* **Activity**
Copy out each line below that has the word "octets" in it.

Records to process section start

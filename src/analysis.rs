//! Frequency tables over parsed log records.
//!
//! Every table is a pure count keyed by something derived from a single
//! record, so the reduction is commutative and associative: partial results
//! over disjoint slices of the input can be combined with
//! [`AggregateResult::merge`].

use crate::entry::LogRecord;
use crate::error::{Error, Result};
use serde::{Deserialize, Serialize};
use std::collections::BTreeMap;
use std::fmt;
use std::str::FromStr;

/// Key → occurrence count.
pub type CountTable = BTreeMap<String, u64>;

/// Path → method → occurrence count.
pub type EndpointTable = BTreeMap<String, CountTable>;

/// Length of the time bucket prefix, `dd/Mon/yyyy:hh`.
pub const TIME_BUCKET_LEN: usize = 14;

/// IPv4 prefix length used to group clients into subnets.
#[derive(Debug, Clone, Copy, Default, PartialEq, Eq, Hash)]
pub enum SubnetMask {
    #[default]
    Slash24,
    Slash16,
}

impl SubnetMask {
    /// Number of leading bits kept.
    pub fn bits(self) -> u8 {
        match self {
            Self::Slash24 => 24,
            Self::Slash16 => 16,
        }
    }
}

impl fmt::Display for SubnetMask {
    fn fmt(&self, f: &mut fmt::Formatter<'_>) -> fmt::Result {
        write!(f, "/{}", self.bits())
    }
}

impl FromStr for SubnetMask {
    type Err = Error;

    fn from_str(s: &str) -> Result<Self> {
        match s.trim().trim_start_matches('/') {
            "24" => Ok(Self::Slash24),
            "16" => Ok(Self::Slash16),
            _ => Err(Error::invalid_subnet_mask(s)),
        }
    }
}

/// Derive the CIDR subnet key for an IPv4 address.
///
/// Anything that is not four dot-separated octets in `0..=255` is returned
/// unchanged, so malformed addresses still get counted under their own name.
///
/// ```rust
/// use rsla::analysis::{subnet_key, SubnetMask};
///
/// assert_eq!(subnet_key("192.168.1.5", SubnetMask::Slash24), "192.168.1.0/24");
/// assert_eq!(subnet_key("192.168.1.5", SubnetMask::Slash16), "192.168.0.0/16");
/// assert_eq!(subnet_key("bad-ip", SubnetMask::Slash24), "bad-ip");
/// ```
pub fn subnet_key(ip: &str, mask: SubnetMask) -> String {
    let octets: Vec<&str> = ip.split('.').collect();
    let parsed: Option<Vec<u8>> = if octets.len() == 4 {
        octets.iter().map(|o| o.parse::<u8>().ok()).collect()
    } else {
        None
    };

    let Some(o) = parsed else {
        tracing::debug!(ip, "not an IPv4 address, keeping raw subnet key");
        return ip.to_string();
    };

    match mask {
        SubnetMask::Slash24 => format!("{}.{}.{}.0/24", o[0], o[1], o[2]),
        SubnetMask::Slash16 => format!("{}.{}.0.0/16", o[0], o[1]),
    }
}

/// Truncate a timestamp to its day+hour bucket, e.g. `01/Jan/2023:00`.
pub fn time_bucket(timestamp: &str) -> &str {
    match timestamp.char_indices().nth(TIME_BUCKET_LEN) {
        Some((i, _)) => &timestamp[..i],
        None => timestamp,
    }
}

/// The seven frequency tables of an analysis run.
#[derive(Debug, Clone, Default, PartialEq, Eq, Serialize, Deserialize)]
#[serde(rename_all = "camelCase")]
pub struct AggregateResult {
    pub ip_counts: CountTable,
    pub agent_counts: CountTable,
    pub path_counts: CountTable,
    pub status_counts: CountTable,
    pub time_period_counts: CountTable,
    pub endpoint_counts: EndpointTable,
    pub subnet_counts: CountTable,
}

impl AggregateResult {
    /// Fold another result into this one by summing per-key counts.
    pub fn merge(&mut self, other: AggregateResult) {
        merge_counts(&mut self.ip_counts, other.ip_counts);
        merge_counts(&mut self.agent_counts, other.agent_counts);
        merge_counts(&mut self.path_counts, other.path_counts);
        merge_counts(&mut self.status_counts, other.status_counts);
        merge_counts(&mut self.time_period_counts, other.time_period_counts);
        merge_counts(&mut self.subnet_counts, other.subnet_counts);
        for (path, methods) in other.endpoint_counts {
            merge_counts(self.endpoint_counts.entry(path).or_default(), methods);
        }
    }

    /// Number of records counted.
    pub fn total(&self) -> u64 {
        self.ip_counts.values().sum()
    }

    /// Whether no record has been counted.
    pub fn is_empty(&self) -> bool {
        self.ip_counts.is_empty()
    }
}

fn merge_counts(into: &mut CountTable, from: CountTable) {
    for (key, count) in from {
        *into.entry(key).or_insert(0) += count;
    }
}

fn bump(table: &mut CountTable, key: &str) {
    match table.get_mut(key) {
        Some(count) => *count += 1,
        None => {
            table.insert(key.to_string(), 1);
        }
    }
}

/// Incremental builder of an [`AggregateResult`].
#[derive(Debug, Clone, Default)]
pub struct Aggregator {
    mask: SubnetMask,
    result: AggregateResult,
}

impl Aggregator {
    /// Create an aggregator grouping subnets with `mask`.
    pub fn new(mask: SubnetMask) -> Self {
        Self {
            mask,
            result: AggregateResult::default(),
        }
    }

    /// Get the subnet mask in use.
    pub fn mask(&self) -> SubnetMask {
        self.mask
    }

    /// Count one record in every table.
    pub fn add(&mut self, record: &LogRecord) {
        let r = &mut self.result;
        bump(&mut r.ip_counts, &record.ip);
        bump(&mut r.agent_counts, &record.agent);
        bump(&mut r.path_counts, &record.path);
        bump(&mut r.status_counts, &record.status);
        bump(&mut r.time_period_counts, time_bucket(&record.timestamp));
        bump(
            r.endpoint_counts.entry(record.path.clone()).or_default(),
            &record.method,
        );
        bump(&mut r.subnet_counts, &subnet_key(&record.ip, self.mask));
    }

    /// Fold a partial result, e.g. from another slice of the input.
    pub fn merge(&mut self, other: AggregateResult) {
        self.result.merge(other);
    }

    /// Get the tables accumulated so far.
    pub fn result(&self) -> &AggregateResult {
        &self.result
    }

    /// Finish the run and take the tables.
    pub fn finish(self) -> AggregateResult {
        self.result
    }
}

impl<'a> Extend<&'a LogRecord> for Aggregator {
    fn extend<I: IntoIterator<Item = &'a LogRecord>>(&mut self, records: I) {
        for record in records {
            self.add(record);
        }
    }
}

/// Aggregate records with the default /24 subnet mask.
pub fn aggregate<'a, I>(records: I) -> AggregateResult
where
    I: IntoIterator<Item = &'a LogRecord>,
{
    aggregate_with_mask(records, SubnetMask::default())
}

/// Aggregate records grouping subnets with `mask`.
pub fn aggregate_with_mask<'a, I>(records: I, mask: SubnetMask) -> AggregateResult
where
    I: IntoIterator<Item = &'a LogRecord>,
{
    let mut aggregator = Aggregator::new(mask);
    aggregator.extend(records);
    aggregator.finish()
}

#[cfg(test)]
mod tests {
    use super::*;
    use pretty_assertions::assert_eq;

    fn record(ip: &str, ts: &str, method: &str, path: &str, agent: &str) -> LogRecord {
        LogRecord::new(ip, ts, method, path, "200", agent)
    }

    fn sample() -> Vec<LogRecord> {
        vec![
            record("192.168.1.1", "01/Jan/2023:00:00:01 +0000", "GET", "/file", "agent1"),
            record("192.168.1.2", "01/Jan/2023:01:00:02 +0000", "POST", "/file", "agent2"),
            record("192.168.1.1", "01/Jan/2023:00:00:03 +0000", "GET", "/other", "agent1"),
        ]
    }

    fn table(pairs: &[(&str, u64)]) -> CountTable {
        pairs.iter().map(|(k, v)| (k.to_string(), *v)).collect()
    }

    #[test]
    fn test_subnet_key() {
        assert_eq!(subnet_key("192.168.1.5", SubnetMask::Slash24), "192.168.1.0/24");
        assert_eq!(subnet_key("10.20.30.40", SubnetMask::Slash16), "10.20.0.0/16");
        assert_eq!(subnet_key("bad-ip", SubnetMask::Slash24), "bad-ip");
        assert_eq!(subnet_key("1.2.3", SubnetMask::Slash24), "1.2.3");
        assert_eq!(subnet_key("1.2.3.x", SubnetMask::Slash24), "1.2.3.x");
        assert_eq!(subnet_key("1.2.3.256", SubnetMask::Slash24), "1.2.3.256");
        assert_eq!(subnet_key("", SubnetMask::Slash24), "");
    }

    #[test]
    fn test_subnet_mask_from_str() {
        assert_eq!("24".parse::<SubnetMask>().unwrap(), SubnetMask::Slash24);
        assert_eq!("/16".parse::<SubnetMask>().unwrap(), SubnetMask::Slash16);
        assert!(matches!(
            "8".parse::<SubnetMask>(),
            Err(Error::InvalidSubnetMask { .. })
        ));
        assert_eq!(SubnetMask::Slash16.to_string(), "/16");
    }

    #[test]
    fn test_time_bucket() {
        assert_eq!(time_bucket("01/Jan/2023:00:00:01 +0000"), "01/Jan/2023:00");
        assert_eq!(time_bucket("short"), "short");
        assert_eq!(time_bucket("01/Jan/2023:00"), "01/Jan/2023:00");
    }

    #[test]
    fn test_aggregate_tables() {
        let result = aggregate(&sample());

        assert_eq!(result.ip_counts, table(&[("192.168.1.1", 2), ("192.168.1.2", 1)]));
        assert_eq!(result.agent_counts, table(&[("agent1", 2), ("agent2", 1)]));
        assert_eq!(result.path_counts, table(&[("/file", 2), ("/other", 1)]));
        assert_eq!(result.status_counts, table(&[("200", 3)]));
        assert_eq!(
            result.time_period_counts,
            table(&[("01/Jan/2023:00", 2), ("01/Jan/2023:01", 1)])
        );
        assert_eq!(result.subnet_counts, table(&[("192.168.1.0/24", 3)]));

        let mut endpoints = EndpointTable::new();
        endpoints.insert("/file".to_string(), table(&[("GET", 1), ("POST", 1)]));
        endpoints.insert("/other".to_string(), table(&[("GET", 1)]));
        assert_eq!(result.endpoint_counts, endpoints);
        assert_eq!(result.total(), 3);
    }

    #[test]
    fn test_aggregate_is_order_independent() {
        let records = sample();
        let forward = aggregate(&records);
        let reversed: Vec<_> = records.iter().rev().cloned().collect();
        let rotated: Vec<_> = records.iter().cycle().skip(1).take(records.len()).cloned().collect();

        assert_eq!(forward, aggregate(&reversed));
        assert_eq!(forward, aggregate(&rotated));
    }

    #[test]
    fn test_merge_of_partitions_matches_single_pass() {
        let records = sample();
        let whole = aggregate(&records);

        let mut parts = aggregate(&records[..1]);
        parts.merge(aggregate(&records[1..]));
        assert_eq!(whole, parts);
    }

    #[test]
    fn test_slash16_grouping() {
        let records = vec![
            record("10.1.2.3", "01/Jan/2023:00:00:01 +0000", "GET", "/", "a"),
            record("10.1.9.9", "01/Jan/2023:00:00:01 +0000", "GET", "/", "a"),
            record("not-an-ip", "01/Jan/2023:00:00:01 +0000", "GET", "/", "a"),
        ];
        let result = aggregate_with_mask(&records, SubnetMask::Slash16);
        assert_eq!(
            result.subnet_counts,
            table(&[("10.1.0.0/16", 2), ("not-an-ip", 1)])
        );
    }
}
use anyhow::{Context, Result};
use clap::{Parser, Subcommand};
use rsla::action::{ActionRules, DEFAULT_SWARM_THRESHOLD};
use rsla::report::{self, Metric, OutputFormat};
use rsla::{Aggregator, LineParser, ParserOptions, Reader, SubnetMask};
use std::fs::File;
use std::io::{self, Read, Write};
use std::path::{Path, PathBuf};
use std::process::ExitCode;

/// Web server access log analysis tool.
#[derive(Parser, Debug)]
#[command(name = "rsla", version, about, long_about = None)]
struct Cli {
    /// Enable debug logging (RUST_LOG overrides).
    #[arg(short, long, global = true)]
    verbose: bool,

    #[command(subcommand)]
    command: Command,
}

#[derive(Subcommand, Debug)]
enum Command {
    /// Tally a log into frequency tables and print them.
    Analyze {
        /// Log file, or `-` for stdin.
        #[arg(value_name = "LOGFILE")]
        log: PathBuf,

        /// ip, agent, path, time, endpoint, status, subnet or summary.
        #[arg(short, long, default_value = "summary", value_parser = parse_metric)]
        metric: Metric,

        /// json, yaml or csv.
        #[arg(short, long, default_value = "json", value_parser = parse_format)]
        output: OutputFormat,

        /// Subnet prefix length, 24 or 16.
        #[arg(long, default_value = "24", value_parser = parse_mask)]
        mask: SubnetMask,

        /// Agent recorded for lines without a user agent.
        #[arg(long, value_name = "TEXT")]
        missing_agent: Option<String>,

        /// Append rejected lines and the reason to this file.
        #[arg(long, value_name = "FILE")]
        rejects: Option<PathBuf>,

        /// YAML action rules; `swarm` rules are planned for busy subnets
        /// when the metric includes subnet counts (subnet or summary).
        #[arg(short, long, value_name = "FILE")]
        actions: Option<PathBuf>,

        /// Request count above which a subnet counts as swarming.
        #[arg(long, default_value_t = DEFAULT_SWARM_THRESHOLD)]
        swarm_threshold: u64,
    },
    /// Print the commands action rules would run for a log (dry run).
    Actions {
        /// YAML action rules.
        #[arg(value_name = "CONFIG")]
        config: PathBuf,

        /// Log file, or `-` for stdin.
        #[arg(value_name = "LOGFILE")]
        log: PathBuf,
    },
}

fn parse_metric(s: &str) -> std::result::Result<Metric, String> {
    s.parse().map_err(|e: rsla::Error| e.to_string())
}

fn parse_format(s: &str) -> std::result::Result<OutputFormat, String> {
    s.parse().map_err(|e: rsla::Error| e.to_string())
}

fn parse_mask(s: &str) -> std::result::Result<SubnetMask, String> {
    s.parse().map_err(|e: rsla::Error| e.to_string())
}

fn open_input(path: &Path) -> Result<Box<dyn Read>> {
    if path.as_os_str() == "-" {
        return Ok(Box::new(io::stdin()));
    }
    let file = File::open(path).with_context(|| format!("failed to open {}", path.display()))?;
    Ok(Box::new(file))
}

#[allow(clippy::too_many_arguments)]
fn analyze(
    log: &Path,
    metric: Metric,
    output: OutputFormat,
    mask: SubnetMask,
    missing_agent: Option<String>,
    rejects: Option<&Path>,
    actions: Option<&Path>,
    swarm_threshold: u64,
) -> Result<()> {
    let rules = actions
        .map(|path| {
            ActionRules::load(path)
                .with_context(|| format!("failed to load action rules from {}", path.display()))
        })
        .transpose()?;

    let mut options = ParserOptions::default();
    if let Some(missing_agent) = missing_agent {
        options = options.with_missing_agent(missing_agent);
    }
    let mut reader = Reader::with_parser(open_input(log)?, LineParser::with_options(options));

    let mut reject_file = rejects
        .map(|path| {
            File::options()
                .create(true)
                .append(true)
                .open(path)
                .with_context(|| format!("failed to open {}", path.display()))
        })
        .transpose()?;

    let mut aggregator = Aggregator::new(mask);
    let summary = reader
        .summarize(
            &mut aggregator,
            reject_file.as_mut().map(|f| f as &mut dyn Write),
        )
        .with_context(|| format!("failed to read {}", log.display()))?;
    eprintln!("{}", summary);

    let result = aggregator.finish();
    if result.is_empty() {
        anyhow::bail!("no log entries could be parsed from {}", log.display());
    }

    println!("{}", report::format(&result, metric, output)?);

    if let Some(rules) = rules {
        if !metric.includes(Metric::Subnet) {
            tracing::warn!(%metric, "swarm rules need subnet counts, skipping them");
            return Ok(());
        }
        for planned in rules.plan_swarms(&result.subnet_counts, swarm_threshold) {
            println!("# Blocking subnet {}", planned.ip);
            println!("{}", planned.command);
        }
    }
    Ok(())
}

fn plan_actions(config: &Path, log: &Path) -> Result<()> {
    let rules = ActionRules::load(config)
        .with_context(|| format!("failed to load action rules from {}", config.display()))?;

    let mut bytes = Vec::new();
    open_input(log)?
        .read_to_end(&mut bytes)
        .with_context(|| format!("failed to read {}", log.display()))?;
    let text = String::from_utf8_lossy(&bytes);

    for planned in rules.plan_lines(text.lines()) {
        println!("# Agent Tag: {}", planned.tag);
        println!("{}", planned.command);
    }
    Ok(())
}

fn run(cli: Cli) -> Result<()> {
    match cli.command {
        Command::Analyze {
            log,
            metric,
            output,
            mask,
            missing_agent,
            rejects,
            actions,
            swarm_threshold,
        } => analyze(
            &log,
            metric,
            output,
            mask,
            missing_agent,
            rejects.as_deref(),
            actions.as_deref(),
            swarm_threshold,
        ),
        Command::Actions { config, log } => plan_actions(&config, &log),
    }
}

fn main() -> ExitCode {
    let cli = Cli::parse();
    rsla::logging::init_logging(cli.verbose);

    match run(cli) {
        Ok(()) => ExitCode::SUCCESS,
        Err(e) => {
            eprintln!("Error: {:#}", e);
            ExitCode::FAILURE
        }
    }
}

Records to process section end

* **Problem solution**
/// Anything that is not four dot-separated octets in `0..=255` is returned
    let octets: Vec<&str> = ip.split('.').collect();
    let parsed: Option<Vec<u8>> = if octets.len() == 4 {
        octets.iter().map(|o| o.parse::<u8>().ok()).collect()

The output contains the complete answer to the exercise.